//! Benchmarks for PQ-kNN training and prediction.
//!
//! Run with: `cargo bench -p pqknn`
//!
//! Compare SIMD vs scalar: `cargo bench -p pqknn --features scalar`

#![allow(missing_docs)]

use criterion::{black_box, criterion_group, criterion_main, BenchmarkId, Criterion, Throughput};
use pqknn::distance::euclidean_distance_squared;
use pqknn::{Label, PqKnn, PqKnnConfig};
use rand::Rng;

/// Image-like dimension: a flattened 28×28 grid.
const DIM: usize = 784;

/// Generate `count` random pixel vectors with labels in `0..10`.
fn random_dataset(count: usize) -> (Vec<Vec<u32>>, Vec<Label>) {
    let mut rng = rand::thread_rng();
    let vectors =
        (0..count).map(|_| (0..DIM).map(|_| rng.gen_range(0..256)).collect()).collect();
    let labels = (0..count).map(|_| rng.gen_range(0..10)).collect();
    (vectors, labels)
}

fn trained_model(records: usize, n: usize, c: u32) -> (PqKnn, Vec<Vec<u32>>) {
    let (vectors, labels) = random_dataset(records);
    let mut model = PqKnn::new(PqKnnConfig::new(n, c).with_max_iterations(10))
        .expect("valid configuration");
    model.train(&vectors, &labels).expect("training succeeds");
    (model, vectors)
}

/// Benchmark training for increasing sub-vector counts.
fn bench_train(c: &mut Criterion) {
    let mut group = c.benchmark_group("train");
    group.sample_size(10);

    let (vectors, labels) = random_dataset(1_000);
    for n in [7, 14, 28] {
        group.throughput(Throughput::Elements(vectors.len() as u64));
        group.bench_with_input(BenchmarkId::from_parameter(n), &n, |bench, &n| {
            bench.iter(|| {
                let config = PqKnnConfig::new(n, 5).with_max_iterations(10);
                let mut model = PqKnn::new(config).expect("valid configuration");
                model.train(black_box(&vectors), black_box(&labels)).expect("training succeeds");
                model
            });
        });
    }

    group.finish();
}

/// Benchmark training with and without rayon.
fn bench_train_parallel_vs_sequential(c: &mut Criterion) {
    let mut group = c.benchmark_group("train_parallelism");
    group.sample_size(10);

    let (vectors, labels) = random_dataset(1_000);
    for parallel in [true, false] {
        let name = if parallel { "parallel" } else { "sequential" };
        group.bench_function(name, |bench| {
            bench.iter(|| {
                let config =
                    PqKnnConfig::new(28, 5).with_max_iterations(10).with_parallel(parallel);
                let mut model = PqKnn::new(config).expect("valid configuration");
                model.train(black_box(&vectors), black_box(&labels)).expect("training succeeds");
                model
            });
        });
    }

    group.finish();
}

/// Benchmark building the k × n distance table for one query.
fn bench_distance_table(c: &mut Criterion) {
    let mut group = c.benchmark_group("distance_table");

    for bits in [4, 6, 8] {
        let (model, vectors) = trained_model(512, 28, bits);
        let query = &vectors[0];

        group.bench_with_input(BenchmarkId::from_parameter(1 << bits), &bits, |bench, _| {
            bench.iter(|| model.distance_table(black_box(query)).expect("trained"));
        });
    }

    group.finish();
}

/// Benchmark a single prediction against varying numbers of stored records.
fn bench_predict(c: &mut Criterion) {
    let mut group = c.benchmark_group("predict");

    for records in [1_000, 5_000] {
        let (model, vectors) = trained_model(records, 28, 6);
        let query = &vectors[records / 2];

        group.throughput(Throughput::Elements(records as u64));
        group.bench_with_input(BenchmarkId::from_parameter(records), &records, |bench, _| {
            bench.iter(|| model.predict(black_box(query), 10).expect("valid query"));
        });
    }

    group.finish();
}

/// Compare approximate prediction against a brute-force exact scan.
fn bench_exact_scan_baseline(c: &mut Criterion) {
    let mut group = c.benchmark_group("exact_scan");

    let (vectors, _) = random_dataset(5_000);
    let as_floats: Vec<Vec<f32>> =
        vectors.iter().map(|v| v.iter().map(|&x| x as f32).collect()).collect();
    let query = as_floats[0].clone();

    group.throughput(Throughput::Elements(as_floats.len() as u64));
    group.bench_function("5000", |bench| {
        bench.iter(|| {
            as_floats
                .iter()
                .map(|v| euclidean_distance_squared(black_box(&query), v))
                .fold(f32::INFINITY, f32::min)
        });
    });

    group.finish();
}

criterion_group!(
    benches,
    bench_train,
    bench_train_parallel_vs_sequential,
    bench_distance_table,
    bench_predict,
    bench_exact_scan_baseline,
);
criterion_main!(benches);
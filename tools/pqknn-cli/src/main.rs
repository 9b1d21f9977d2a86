//! PQ-kNN Command Line Interface
//!
//! Trains a product-quantization kNN classifier from labelled CSV files and
//! evaluates it or classifies single vectors.

mod commands;
mod dataset;
mod error;
mod output;

use std::path::PathBuf;

use clap::{Args, Parser, Subcommand};
use tracing_subscriber::EnvFilter;

use crate::commands::{evaluate, predict};
use crate::error::Result;

/// PQ-kNN Command Line Interface
///
/// Compresses a labelled training set with product quantization and
/// classifies vectors by majority vote among their approximate nearest neighbors.
#[derive(Parser, Debug)]
#[command(name = "pqknn")]
#[command(author, version, about, long_about = None)]
#[command(propagate_version = true)]
pub struct Cli {
    /// Output format
    #[arg(short, long, value_enum, default_value = "text", global = true)]
    pub format: OutputFormat,

    /// The subcommand to execute.
    #[command(subcommand)]
    pub command: Commands,
}

/// Output format for reports
#[derive(Debug, Clone, Copy, PartialEq, Eq, clap::ValueEnum)]
pub enum OutputFormat {
    /// Human-readable text
    Text,
    /// JSON format
    Json,
}

/// Options controlling how the model is trained.
#[derive(Args, Debug, Clone)]
pub struct TrainingArgs {
    /// CSV file of training rows: label followed by integer features
    #[arg(long, env = "PQKNN_TRAIN")]
    pub train: PathBuf,

    /// Number of sub-vectors each vector is split into
    #[arg(short = 'n', long, default_value = "30")]
    pub subvectors: usize,

    /// Cluster bits; each position gets 2^c centroids
    #[arg(short = 'c', long, default_value = "8")]
    pub cluster_bits: u32,

    /// Read at most this many training rows
    #[arg(long)]
    pub train_limit: Option<usize>,

    /// Seed for centroid initialisation
    #[arg(long, default_value = "42")]
    pub seed: u64,

    /// Maximum k-means iterations per position
    #[arg(long, default_value = "25")]
    pub max_iterations: usize,

    /// Train and predict on a single thread
    #[arg(long)]
    pub sequential: bool,
}

/// Available CLI commands.
#[derive(Subcommand, Debug)]
pub enum Commands {
    /// Train on one CSV file and report accuracy on another
    Evaluate {
        /// Training options.
        #[command(flatten)]
        training: TrainingArgs,

        /// CSV file of test rows, same layout as the training file
        #[arg(long, env = "PQKNN_TEST")]
        test: PathBuf,

        /// Number of nearest neighbors that vote
        #[arg(short = 'm', long, default_value = "100")]
        neighbors: usize,

        /// Read at most this many test rows
        #[arg(long)]
        test_limit: Option<usize>,
    },

    /// Train, then classify a single vector
    Predict {
        /// Training options.
        #[command(flatten)]
        training: TrainingArgs,

        /// Comma-separated integer features, e.g. "0,12,255,..."
        #[arg(long)]
        vector: String,

        /// Number of nearest neighbors that vote
        #[arg(short = 'm', long, default_value = "100")]
        neighbors: usize,
    },
}

fn main() {
    if let Err(e) = run() {
        eprintln!("Error: {e}");
        std::process::exit(1);
    }
}

fn run() -> Result<()> {
    let cli = Cli::parse();

    tracing_subscriber::fmt()
        .with_env_filter(
            EnvFilter::try_from_default_env().unwrap_or_else(|_| EnvFilter::new("pqknn=info")),
        )
        .with_writer(std::io::stderr)
        .init();

    match cli.command {
        Commands::Evaluate { training, test, neighbors, test_limit } => {
            evaluate::run(&training, &test, test_limit, neighbors, cli.format)
        }
        Commands::Predict { training, vector, neighbors } => {
            predict::run(&training, &vector, neighbors, cli.format)
        }
    }
}
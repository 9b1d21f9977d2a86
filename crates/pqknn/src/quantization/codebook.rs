//! Codebooks and query distance tables.

use crate::distance::euclidean_distance_squared;

/// The `k` centroids learned for one sub-vector position.
#[derive(Debug, Clone, PartialEq)]
pub struct Codebook {
    centroids: Vec<Vec<f32>>,
}

impl Codebook {
    pub(crate) fn new(centroids: Vec<Vec<f32>>) -> Self {
        Self { centroids }
    }

    /// Number of centroids (`k`).
    #[must_use]
    pub fn len(&self) -> usize {
        self.centroids.len()
    }

    /// Whether the codebook has no centroids.
    #[must_use]
    pub fn is_empty(&self) -> bool {
        self.centroids.is_empty()
    }

    /// Get a centroid by code.
    #[must_use]
    pub fn centroid(&self, code: usize) -> Option<&[f32]> {
        self.centroids.get(code).map(Vec::as_slice)
    }

    /// All centroids, indexed by code.
    #[must_use]
    pub fn centroids(&self) -> &[Vec<f32>] {
        &self.centroids
    }
}

/// Precomputed query-to-centroid distances for asymmetric distance computation.
///
/// A `k × n` matrix: row = centroid index, column = sub-vector position, entry =
/// squared Euclidean distance from the query's sub-vector at that position to
/// that centroid. Built fresh for every query.
#[derive(Debug, Clone, PartialEq)]
pub struct DistanceTable {
    /// Row-major `[centroid][position]`.
    table: Vec<f32>,
    num_centroids: usize,
    num_positions: usize,
}

impl DistanceTable {
    /// Build the table for a query already split into sub-vectors.
    pub(crate) fn build(query_subvectors: &[Vec<f32>], codebooks: &[Codebook]) -> Self {
        let num_positions = codebooks.len();
        let num_centroids = codebooks.first().map_or(0, Codebook::len);
        let mut table = vec![0.0f32; num_centroids * num_positions];

        for (position, (subvector, codebook)) in
            query_subvectors.iter().zip(codebooks.iter()).enumerate()
        {
            for (centroid_idx, centroid) in codebook.centroids().iter().enumerate() {
                table[centroid_idx * num_positions + position] =
                    euclidean_distance_squared(subvector, centroid);
            }
        }

        Self { table, num_centroids, num_positions }
    }

    /// Distance from the query's sub-vector at `position` to centroid `centroid`.
    ///
    /// # Panics
    ///
    /// Panics if either index is out of range.
    #[must_use]
    #[inline]
    pub fn get(&self, centroid: usize, position: usize) -> f32 {
        assert!(position < self.num_positions, "position {position} out of range");
        self.table[centroid * self.num_positions + position]
    }

    /// Number of centroids per position (`k`, the row count).
    #[must_use]
    pub const fn num_centroids(&self) -> usize {
        self.num_centroids
    }

    /// Number of sub-vector positions (`n`, the column count).
    #[must_use]
    pub const fn num_positions(&self) -> usize {
        self.num_positions
    }

    /// Approximate squared distance from the query to a record with `codes`.
    ///
    /// One lookup per position instead of a full `D`-dimensional distance.
    /// Lookups are summed in `f64`: image-sized totals exceed the 2^24 range
    /// where `f32` still resolves unit differences.
    #[must_use]
    #[inline]
    pub fn approximate_distance(&self, codes: &[u16]) -> f64 {
        codes
            .iter()
            .enumerate()
            .map(|(position, &code)| {
                f64::from(self.table[usize::from(code) * self.num_positions + position])
            })
            .sum()
    }
}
____________________
THE TASK
Show all lines in the entries above where the word "PqKnnConfig" appears.

RESULT FOR THIS TASK
use pqknn::{Label, PqKnn, PqKnnConfig};
    let mut model = PqKnn::new(PqKnnConfig::new(n, c).with_max_iterations(10))
                let config = PqKnnConfig::new(n, 5).with_max_iterations(10);
                    PqKnnConfig::new(28, 5).with_max_iterations(10).with_parallel(parallel);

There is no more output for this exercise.